WHAT YOU HAVE TO DO. Return exactly the lines of the records below, starting at the line that contains "filename crates/engine/src/lib.rs" and ending at the line that contains "type ResultEngine<T> = Result<T, EngineError>;", with both of those lines kept.

(RAW DATA Opens)

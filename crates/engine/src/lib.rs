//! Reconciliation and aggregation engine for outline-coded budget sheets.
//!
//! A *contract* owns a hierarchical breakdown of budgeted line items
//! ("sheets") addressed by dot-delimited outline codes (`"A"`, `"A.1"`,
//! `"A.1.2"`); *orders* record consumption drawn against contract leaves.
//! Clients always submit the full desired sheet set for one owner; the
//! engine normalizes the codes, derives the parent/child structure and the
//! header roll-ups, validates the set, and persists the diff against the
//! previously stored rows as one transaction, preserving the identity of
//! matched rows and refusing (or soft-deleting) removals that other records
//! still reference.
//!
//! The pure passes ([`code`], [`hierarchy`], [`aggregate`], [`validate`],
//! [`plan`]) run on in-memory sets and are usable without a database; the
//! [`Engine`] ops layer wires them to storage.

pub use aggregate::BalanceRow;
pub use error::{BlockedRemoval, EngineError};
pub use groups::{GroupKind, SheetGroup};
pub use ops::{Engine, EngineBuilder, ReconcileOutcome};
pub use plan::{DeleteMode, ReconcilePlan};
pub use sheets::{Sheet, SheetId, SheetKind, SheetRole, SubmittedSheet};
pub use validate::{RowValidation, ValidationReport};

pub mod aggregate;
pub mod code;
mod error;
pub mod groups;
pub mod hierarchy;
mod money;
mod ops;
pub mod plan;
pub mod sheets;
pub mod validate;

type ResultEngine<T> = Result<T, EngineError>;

(RAW DATA Closes)
(RAW DATA Opens)

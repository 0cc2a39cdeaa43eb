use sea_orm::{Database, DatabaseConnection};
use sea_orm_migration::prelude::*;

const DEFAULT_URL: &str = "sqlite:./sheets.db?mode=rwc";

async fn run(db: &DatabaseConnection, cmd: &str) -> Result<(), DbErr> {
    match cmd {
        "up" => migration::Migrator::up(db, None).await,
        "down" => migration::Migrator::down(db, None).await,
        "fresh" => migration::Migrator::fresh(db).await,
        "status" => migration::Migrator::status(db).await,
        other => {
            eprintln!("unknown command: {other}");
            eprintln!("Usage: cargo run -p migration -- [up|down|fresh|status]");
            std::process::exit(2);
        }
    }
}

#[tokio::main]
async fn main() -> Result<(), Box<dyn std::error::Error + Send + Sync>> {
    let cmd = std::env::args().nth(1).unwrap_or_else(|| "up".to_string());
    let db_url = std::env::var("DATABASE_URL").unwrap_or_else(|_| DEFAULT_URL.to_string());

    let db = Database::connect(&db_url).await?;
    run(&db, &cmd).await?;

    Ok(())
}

(RAW DATA Closes)
(RAW DATA Opens)

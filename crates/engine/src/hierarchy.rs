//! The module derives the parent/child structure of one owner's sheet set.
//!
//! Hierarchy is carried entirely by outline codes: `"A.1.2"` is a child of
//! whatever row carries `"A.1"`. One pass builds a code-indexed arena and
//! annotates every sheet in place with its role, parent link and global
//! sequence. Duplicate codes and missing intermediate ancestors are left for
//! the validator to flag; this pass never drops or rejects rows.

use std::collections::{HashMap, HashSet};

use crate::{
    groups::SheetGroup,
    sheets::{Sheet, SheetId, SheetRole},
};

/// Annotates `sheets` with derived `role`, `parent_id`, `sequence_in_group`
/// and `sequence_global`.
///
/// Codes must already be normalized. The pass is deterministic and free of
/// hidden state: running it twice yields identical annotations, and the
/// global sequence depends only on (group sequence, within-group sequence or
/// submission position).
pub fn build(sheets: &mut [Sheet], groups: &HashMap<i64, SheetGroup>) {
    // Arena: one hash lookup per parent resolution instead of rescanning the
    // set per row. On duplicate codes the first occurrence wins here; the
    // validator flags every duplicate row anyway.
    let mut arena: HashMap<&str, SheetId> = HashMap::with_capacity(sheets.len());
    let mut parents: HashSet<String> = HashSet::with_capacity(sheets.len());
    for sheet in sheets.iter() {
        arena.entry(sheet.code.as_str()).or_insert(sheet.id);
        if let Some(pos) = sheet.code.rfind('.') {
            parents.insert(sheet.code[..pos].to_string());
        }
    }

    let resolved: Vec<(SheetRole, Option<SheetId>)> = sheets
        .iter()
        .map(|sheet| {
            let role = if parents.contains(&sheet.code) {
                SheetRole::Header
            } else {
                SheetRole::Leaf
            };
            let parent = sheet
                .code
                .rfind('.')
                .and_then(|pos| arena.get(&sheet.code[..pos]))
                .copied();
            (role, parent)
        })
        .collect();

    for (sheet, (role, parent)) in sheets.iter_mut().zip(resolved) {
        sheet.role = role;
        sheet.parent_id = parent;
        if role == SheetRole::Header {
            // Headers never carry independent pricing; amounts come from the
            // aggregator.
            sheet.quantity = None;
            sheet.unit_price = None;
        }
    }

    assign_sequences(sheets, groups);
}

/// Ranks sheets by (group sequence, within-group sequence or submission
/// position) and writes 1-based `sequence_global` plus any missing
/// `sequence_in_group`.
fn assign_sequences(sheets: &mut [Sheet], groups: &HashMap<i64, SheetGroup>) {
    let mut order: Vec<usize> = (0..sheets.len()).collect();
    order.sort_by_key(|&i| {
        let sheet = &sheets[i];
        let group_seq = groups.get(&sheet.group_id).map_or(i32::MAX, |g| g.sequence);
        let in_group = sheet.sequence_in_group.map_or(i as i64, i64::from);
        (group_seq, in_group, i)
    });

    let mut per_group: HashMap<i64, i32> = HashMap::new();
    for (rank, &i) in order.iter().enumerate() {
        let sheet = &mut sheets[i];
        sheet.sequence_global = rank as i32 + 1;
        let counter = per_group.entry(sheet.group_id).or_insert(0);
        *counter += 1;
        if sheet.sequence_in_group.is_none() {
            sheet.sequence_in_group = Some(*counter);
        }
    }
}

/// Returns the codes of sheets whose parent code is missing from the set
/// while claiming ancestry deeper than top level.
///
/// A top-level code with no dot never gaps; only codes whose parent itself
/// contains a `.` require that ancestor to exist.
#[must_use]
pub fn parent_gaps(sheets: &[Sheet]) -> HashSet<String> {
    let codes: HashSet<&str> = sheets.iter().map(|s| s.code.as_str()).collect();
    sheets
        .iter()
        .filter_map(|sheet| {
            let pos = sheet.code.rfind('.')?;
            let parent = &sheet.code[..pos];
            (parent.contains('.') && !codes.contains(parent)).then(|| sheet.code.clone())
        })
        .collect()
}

(RAW DATA Closes)

EXERCISE RESULT.
filename crates/engine/src/lib.rs
//! Reconciliation and aggregation engine for outline-coded budget sheets.
//!
//! A *contract* owns a hierarchical breakdown of budgeted line items
//! ("sheets") addressed by dot-delimited outline codes (`"A"`, `"A.1"`,
//! `"A.1.2"`); *orders* record consumption drawn against contract leaves.
//! Clients always submit the full desired sheet set for one owner; the
//! engine normalizes the codes, derives the parent/child structure and the
//! header roll-ups, validates the set, and persists the diff against the
//! previously stored rows as one transaction, preserving the identity of
//! matched rows and refusing (or soft-deleting) removals that other records
//! still reference.
//!
//! The pure passes ([`code`], [`hierarchy`], [`aggregate`], [`validate`],
//! [`plan`]) run on in-memory sets and are usable without a database; the
//! [`Engine`] ops layer wires them to storage.

pub use aggregate::BalanceRow;
pub use error::{BlockedRemoval, EngineError};
pub use groups::{GroupKind, SheetGroup};
pub use ops::{Engine, EngineBuilder, ReconcileOutcome};
pub use plan::{DeleteMode, ReconcilePlan};
pub use sheets::{Sheet, SheetId, SheetKind, SheetRole, SubmittedSheet};
pub use validate::{RowValidation, ValidationReport};

pub mod aggregate;
pub mod code;
mod error;
pub mod groups;
pub mod hierarchy;
mod money;
mod ops;
pub mod plan;
pub mod sheets;
pub mod validate;

type ResultEngine<T> = Result<T, EngineError>;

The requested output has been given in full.